CD31 staining identifying vascular structures (arrows) within RCC, kidney cyst, pancreatic clear cell carcinoma, spinal hemangioblastoma, and non-tumor control vessel (a; upper row). CD31 staining vascular structures were micro-dissected and extracted (arrows) (a; lower row) and demonstrate LOH after amplification with D3S1038 and D3S1110 VHL-flanking chromosome 3 primers in comparison to non-tumor control vessel (b). Surgically extracted subcutaneous UMRC6 (renal cell carcinoma cell-line with loss of VHL) murine xenografts were assessed for intratumoral vasculogenesis (c).

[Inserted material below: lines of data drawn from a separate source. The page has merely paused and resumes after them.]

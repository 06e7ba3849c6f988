//! In-memory document store

use async_trait::async_trait;
use serde_json::Value;
use std::cmp::Ordering;

use super::predicate::{compare_values, resolve};
use super::{Document, EventStore, FindQuery, Predicate, SortOrder, StoreError};

/// Documents held in a vector, evaluated with `Predicate::matches`
#[derive(Debug, Clone, Default)]
pub struct MemoryStore {
    documents: Vec<Value>,
}

impl MemoryStore {
    pub fn new() -> Self {
        Self::default()
    }

    pub fn with_documents(documents: impl IntoIterator<Item = Document>) -> Self {
        Self {
            documents: documents.into_iter().map(Value::Object).collect(),
        }
    }

    /// Load one JSON object per non-blank line
    pub fn from_json_lines(content: &str) -> Result<Self, StoreError> {
        let documents = content
            .lines()
            .filter(|line| !line.trim().is_empty())
            .map(serde_json::from_str::<Document>)
            .collect::<Result<Vec<_>, _>>()?;
        Ok(Self::with_documents(documents))
    }

    pub fn insert(&mut self, document: Document) {
        self.documents.push(Value::Object(document));
    }

    pub fn len(&self) -> usize {
        self.documents.len()
    }

    pub fn is_empty(&self) -> bool {
        self.documents.is_empty()
    }

    fn matching<'a>(&'a self, predicate: &'a Predicate) -> impl Iterator<Item = &'a Value> + 'a {
        self.documents.iter().filter(move |doc| predicate.matches(doc))
    }
}

/// Cross-type sort rank: null < number < string < object < array < bool
fn type_rank(value: &Value) -> u8 {
    match value {
        Value::Null => 0,
        Value::Number(_) => 1,
        Value::String(_) => 2,
        Value::Object(_) => 3,
        Value::Array(_) => 4,
        Value::Bool(_) => 5,
    }
}

/// Missing values sort before present ones, as in the document store.
/// Values of different types are ordered by `type_rank`.
fn sort_key_order(a: Option<&Value>, b: Option<&Value>) -> Ordering {
    match (a, b) {
        (None, None) => Ordering::Equal,
        (None, Some(_)) => Ordering::Less,
        (Some(_), None) => Ordering::Greater,
        (Some(x), Some(y)) => type_rank(x).cmp(&type_rank(y)).then_with(|| {
            compare_values(x, y).unwrap_or_else(|| x.to_string().cmp(&y.to_string()))
        }),
    }
}

fn into_document(value: &Value) -> Option<Document> {
    value.as_object().cloned()
}

#[async_trait]
impl EventStore for MemoryStore {
    async fn find(&self, query: &FindQuery) -> Result<Vec<Document>, StoreError> {
        let mut hits: Vec<&Value> = self.matching(&query.predicate).collect();

        let field = query.sort.field.as_str();
        hits.sort_by(|a, b| {
            let ord = sort_key_order(resolve(a, field), resolve(b, field));
            match query.sort.order {
                SortOrder::Ascending => ord,
                SortOrder::Descending => ord.reverse(),
            }
        });

        let skip = usize::try_from(query.skip).unwrap_or(usize::MAX);
        let limit = query
            .limit
            .map(|l| usize::try_from(l).unwrap_or(usize::MAX))
            .unwrap_or(usize::MAX);

        Ok(hits
            .into_iter()
            .skip(skip)
            .take(limit)
            .filter_map(into_document)
            .collect())
    }

    async fn find_one(&self, predicate: &Predicate) -> Result<Option<Document>, StoreError> {
        Ok(self.matching(predicate).next().and_then(into_document))
    }

    async fn count(&self, predicate: &Predicate) -> Result<u64, StoreError> {
        Ok(self.matching(predicate).count() as u64)
    }
}

#[cfg(test)]
mod tests {
    use super::*;
    use crate::store::Sort;
    use serde_json::json;

    fn store() -> MemoryStore {
        MemoryStore::from_json_lines(
            r#"
{"_id":"000000000000000000000001","code":551,"time":"2024/01/01 10:00:00"}
{"_id":"000000000000000000000002","code":552,"time":"2024/01/01 11:00:00"}
{"_id":"000000000000000000000003","code":551,"time":"2024/01/01 12:00:00"}
{"_id":"000000000000000000000004","code":551}
"#,
        )
        .unwrap()
    }

    fn ids(docs: &[Document]) -> Vec<&str> {
        docs.iter().map(|d| d["_id"].as_str().unwrap()).collect()
    }

    #[tokio::test]
    async fn test_find_sorts_descending() {
        let query = FindQuery {
            predicate: Predicate::eq("code", 551),
            sort: Sort::new("time", SortOrder::Descending),
            skip: 0,
            limit: Some(10),
        };
        let docs = store().find(&query).await.unwrap();
        assert_eq!(
            ids(&docs),
            vec![
                "000000000000000000000003",
                "000000000000000000000001",
                "000000000000000000000004"
            ]
        );
    }

    #[tokio::test]
    async fn test_find_skip_and_limit() {
        let query = FindQuery {
            predicate: Predicate::And(vec![]),
            sort: Sort::new("time", SortOrder::Ascending),
            skip: 1,
            limit: Some(2),
        };
        let docs = store().find(&query).await.unwrap();
        assert_eq!(
            ids(&docs),
            vec!["000000000000000000000001", "000000000000000000000002"]
        );
    }

    #[tokio::test]
    async fn test_find_one_and_count() {
        let s = store();
        let doc = s
            .find_one(&Predicate::eq("_id", "000000000000000000000002"))
            .await
            .unwrap()
            .unwrap();
        assert_eq!(doc["code"], json!(552));
        assert_eq!(s.count(&Predicate::eq("code", 551)).await.unwrap(), 3);
        assert!(s.find_one(&Predicate::eq("code", 9611)).await.unwrap().is_none());
    }

    #[tokio::test]
    async fn test_find_sorts_mixed_type_keys() {
        let mut s = MemoryStore::new();
        for i in 0..64 {
            let time = if i % 2 == 0 {
                json!(i)
            } else {
                json!(format!("2024/01/01 10:00:{:02}", i))
            };
            s.insert(json!({ "code": 551, "time": time }).as_object().cloned().unwrap());
        }
        s.insert(json!({ "code": 551, "time": true }).as_object().cloned().unwrap());
        s.insert(json!({ "code": 551, "time": null }).as_object().cloned().unwrap());

        let query = FindQuery {
            predicate: Predicate::eq("code", 551),
            sort: Sort::new("time", SortOrder::Descending),
            skip: 0,
            limit: None,
        };
        let docs = s.find(&query).await.unwrap();
        assert_eq!(docs.len(), 66);

        // Bool first, then strings, then numbers, then null
        assert_eq!(docs[0]["time"], json!(true));
        assert_eq!(docs[1]["time"], json!("2024/01/01 10:00:63"));
        assert_eq!(docs[32]["time"], json!("2024/01/01 10:00:01"));
        assert_eq!(docs[33]["time"], json!(62));
        assert_eq!(docs[64]["time"], json!(0));
        assert_eq!(docs[65]["time"], Value::Null);
    }

    #[test]
    fn test_from_json_lines_rejects_non_objects() {
        assert!(MemoryStore::from_json_lines("[1,2,3]").is_err());
        assert!(MemoryStore::from_json_lines("").unwrap().is_empty());
    }
}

H&E staining of xenografts demonstrates sharp demarcation between human xenograft tumor cells and murine connective tissue (d), as well as characteristic VHL-associated tumor phenotype with the presence of clear-cells and extensive vascular tissue within the xenograft (e). Small vascular structures within the xenograft, identified through CD31 staining, were micro-dissected (f). Micro-dissected vessels demonstrate presence of human genomic (DNA) marker after amplification with D3S1038 and D3S1110, as compared to control murine muscle tissue that did not amplify (g). HLA immunofluorescence (green) clearly demarcated UMRC6 xenograft tumor cells from murine connective tissue cells (h). Co-localization by immunofluorescence for human-specific HLA (MHC class I A, B, and C) (green) and non-specific CD31 (red) confirmed the presence of human endothelial cells emerging within xenografts adjacent to invading murine (non-human) vascular tissue (i,j,k). Blots are cropped to enhance clarity and conciseness of presentation.